_TASK REQUIREMENTS:_
For the data below, restate word for word only the lines from the line containing "pub const SEGMENT_MIN_TOKENS: usize = 17;" through the line containing "model name (Ollama).", both ends included.

Stored data:
▬▬▬▬▬▬▬▬▬▬

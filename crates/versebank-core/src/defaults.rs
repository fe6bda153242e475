//! Default constants for the versebank pipeline.
//!
//! Every crate reads its fallback values from here rather than defining its
//! own magic numbers. Environment variables override most of them at runtime.

// =============================================================================
// SEGMENTATION
// =============================================================================

/// Segments with fewer whitespace-delimited tokens are discarded.
pub const SEGMENT_MIN_TOKENS: usize = 17;

/// Number of normalized tokens compared when deduplicating segments.
pub const SEGMENT_PREFIX_TOKENS: usize = 16;

// =============================================================================
// BATCH SELECTION
// =============================================================================

/// Default number of songs per process/unprocess invocation.
pub const BATCH_LIMIT: i64 = 10;

/// Default popularity threshold for the unprocessed selector.
pub const BATCH_MIN_VIEWS: i64 = 0;

/// Fixed page size used by the clear-all teardown job.
pub const CLEAR_PAGE_SIZE: i64 = 100;

/// Delay before a self-rescheduled successor becomes claimable.
pub const RESCHEDULE_DELAY_MS: u64 = 0;

// =============================================================================
// EMBEDDING
// =============================================================================

/// Default embedding model name (Ollama).
pub const EMBED_MODEL: &str = "nomic-embed-text";

/// Default embedding vector dimension for nomic-embed-text.
pub const EMBED_DIMENSION: usize = 768;

/// Default Ollama base URL.
pub const OLLAMA_URL: &str = "http://127.0.0.1:11434";

/// Timeout for embedding requests in seconds.
///
/// One request carries every verse of a batch, so this is larger than a
/// single-text round trip would need.
pub const EMBED_TIMEOUT_SECS: u64 = 120;

/// Embedding calls slower than this are logged at WARN.
pub const EMBED_SLOW_THRESHOLD_MS: u64 = 5_000;

/// Default OpenAI-compatible API base URL.
pub const OPENAI_URL: &str = "https://api.openai.com/v1";

/// Default OpenAI embedding model.
pub const OPENAI_EMBED_MODEL: &str = "text-embedding-3-small";

/// Default dimension for text-embedding-3-small.
pub const OPENAI_EMBED_DIMENSION: usize = 1536;

// =============================================================================
// JOB PROCESSING
// =============================================================================

/// Failed pipeline jobs are not retried automatically; a failure halts the chain.
pub const JOB_MAX_RETRIES: i32 = 0;

/// Default job worker poll interval in milliseconds.
pub const JOB_POLL_INTERVAL_MS: u64 = 500;

/// Default maximum concurrent jobs per worker.
///
/// One keeps invocations of a chain from overlapping.
pub const JOB_MAX_CONCURRENT: usize = 1;

/// Default job execution timeout in seconds (5 minutes).
pub const JOB_TIMEOUT_SECS: u64 = 300;

/// Capacity of the worker event broadcast channel.
pub const EVENT_BUS_CAPACITY: usize = 256;

/// Finished jobs older than this many days are removed by `cleanup`.
pub const JOB_RETENTION_DAYS: i64 = 7;

/// Default number of jobs listed by `versebank jobs`.
pub const JOB_LIST_LIMIT: i64 = 20;

// =============================================================================
// DATABASE
// =============================================================================

/// Default maximum number of connections in the pool.
pub const DB_MAX_CONNECTIONS: u32 = 10;

/// Default connection acquire timeout in seconds.
pub const DB_CONNECT_TIMEOUT_SECS: u64 = 30;

/// Default idle timeout in seconds.
pub const DB_IDLE_TIMEOUT_SECS: u64 = 600;

/// Default maximum connection lifetime in seconds.
pub const DB_MAX_LIFETIME_SECS: u64 = 1800;

#[cfg(test)]
mod tests {
    use super::*;

    #[test]
    fn segmentation_defaults_are_consistent() {
        const {
            assert!(SEGMENT_PREFIX_TOKENS < SEGMENT_MIN_TOKENS);
            assert!(SEGMENT_PREFIX_TOKENS > 0);
        }
    }

    #[test]
    fn batch_defaults_are_positive() {
        const {
            assert!(BATCH_LIMIT > 0);
            assert!(CLEAR_PAGE_SIZE > 0);
            assert!(BATCH_MIN_VIEWS >= 0);
        }
    }

    #[test]
    fn worker_defaults_are_sane() {
        const {
            assert!(JOB_MAX_CONCURRENT >= 1);
            assert!(JOB_POLL_INTERVAL_MS > 0);
            assert!(JOB_TIMEOUT_SECS * 1000 > EMBED_SLOW_THRESHOLD_MS);
        }
    }
}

▬▬▬▬▬▬▬▬▬▬

_WRITTEN ANSWER:_
pub const SEGMENT_MIN_TOKENS: usize = 17;

/// Number of normalized tokens compared when deduplicating segments.
pub const SEGMENT_PREFIX_TOKENS: usize = 16;

// =============================================================================
// BATCH SELECTION
// =============================================================================

/// Default number of songs per process/unprocess invocation.
pub const BATCH_LIMIT: i64 = 10;

/// Default popularity threshold for the unprocessed selector.
pub const BATCH_MIN_VIEWS: i64 = 0;

/// Fixed page size used by the clear-all teardown job.
pub const CLEAR_PAGE_SIZE: i64 = 100;

/// Delay before a self-rescheduled successor becomes claimable.
pub const RESCHEDULE_DELAY_MS: u64 = 0;

// =============================================================================
// EMBEDDING
// =============================================================================

/// Default embedding model name (Ollama).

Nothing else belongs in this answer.